The decision to save the life of a child with Down syndrome is quite complex, and the topic is actively discussed in society. The parent’s decision whether to allow surgery to save the child, who may require costly long-term care and services for life, or withholding permission, thus causing the child to die, must be taken with particular prudence and awareness.
It is difficult to answer whether the refusal to treat a child is murder, but it is definitely a refusal to save a life. Aquinas gives examples of primary precepts, the first of which is to protect and preserve human life (Dimmock & Fisher, 2017). They are primary because they are true for all people in all instances and are consistent with Natural Law. According to this approach, refusing treatment will be morally wrong because it does not seek to save a person’s life.
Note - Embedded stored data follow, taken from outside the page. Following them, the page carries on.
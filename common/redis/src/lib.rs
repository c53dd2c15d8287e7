use async_trait::async_trait;
use std::collections::HashMap;
use std::sync::Arc;
use thiserror::Error;

#[derive(Error, Debug, Clone)]
pub enum CustomRedisError {
    #[error("Invalid configuration: {0}")]
    InvalidConfiguration(String),
    #[error("Parse error: {0}")]
    ParseError(String),
    #[error("Timeout error")]
    Timeout,
    #[error(transparent)]
    Redis(#[from] Arc<redis::RedisError>),
}

impl From<redis::RedisError> for CustomRedisError {
    fn from(err: redis::RedisError) -> Self {
        if err.is_timeout() {
            CustomRedisError::Timeout
        } else {
            CustomRedisError::Redis(Arc::new(err))
        }
    }
}

impl CustomRedisError {
    /// Whether retrying the same command can never succeed.
    ///
    /// Configuration and parse errors are permanent. Redis errors delegate to
    /// `redis::RedisError::is_unrecoverable_error`, except for client
    /// configuration and authentication failures which are always permanent.
    pub fn is_unrecoverable_error(&self) -> bool {
        match self {
            CustomRedisError::Timeout => false,
            CustomRedisError::InvalidConfiguration(_) => true,
            CustomRedisError::ParseError(_) => true,
            CustomRedisError::Redis(err) => {
                Self::is_config_error(err) || err.is_unrecoverable_error()
            }
        }
    }

    fn is_config_error(err: &redis::RedisError) -> bool {
        matches!(
            err.kind(),
            redis::ErrorKind::InvalidClientConfig | redis::ErrorKind::AuthenticationFailed
        )
    }
}

/// The narrow slice of the key-value store the cache layer consumes.
///
/// Values are raw bytes. An empty value is a legitimate stored value and is
/// reported as `Some(vec![])`, which is distinct from a missing key (`None`).
/// TTLs are whole seconds.
#[async_trait]
pub trait Client {
    async fn get(&self, k: String) -> Result<Option<Vec<u8>>, CustomRedisError>;

    /// Store a value without expiry.
    async fn set(&self, k: String, v: Vec<u8>) -> Result<(), CustomRedisError>;

    async fn setex(&self, k: String, v: Vec<u8>, seconds: u64) -> Result<(), CustomRedisError>;

    /// Atomic `SET k v EX seconds NX`. Returns whether the key was written.
    async fn set_nx_ex(&self, k: String, v: Vec<u8>, seconds: u64)
        -> Result<bool, CustomRedisError>;

    async fn del(&self, k: String) -> Result<(), CustomRedisError>;

    /// Delete `k` only while it still holds `expected`. Returns whether a key was removed.
    async fn del_if_eq(&self, k: String, expected: Vec<u8>) -> Result<bool, CustomRedisError>;

    /// Reset the TTL of an existing key. Returns false when the key does not exist.
    async fn expire(&self, k: String, seconds: u64) -> Result<bool, CustomRedisError>;

    async fn hset_multiple(
        &self,
        k: String,
        fields: Vec<(String, String)>,
    ) -> Result<(), CustomRedisError>;

    /// All fields of a hash. Missing keys yield an empty map.
    async fn hgetall(&self, k: String) -> Result<HashMap<String, String>, CustomRedisError>;
}

mod client;
mod mock;

pub use client::RedisClient;
pub use mock::{MockRedisCall, MockRedisClient, MockRedisValue};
From Bentham’s utilitarian point of view, all that matters is producing pleasure, and the way this is achieved is unimportant. (Dimmock & Fisher, 2017). The life of the parents of a child with Down syndrome will definitely become more complex. They will have to spend much more time, effort, and money to grow a baby. Therefore, it will not produce pleasure. Focus on the outcome of individual acts may lead to objection-raising examples such as “transplant surgeon”. At the same time, another utilitarian Mill introduces a quality criterion for pleasure. Mill says that: It is better to be a human being dissatisfied than a pig satisfied (Dimmock & Fisher, 2017). In this approach, the pleasure parents will receive if they save the child cannot be compared with those if they do not. Almost all approaches are united by the view that human life is the main value. Whatever it is, no matter what difficulties it creates, if it is not about protecting one’s own life, it must be preserved with all available forces and resources.
Dimmock, M. & Fisher, A. (2017). Ethics for a-level. Open Book Publishers.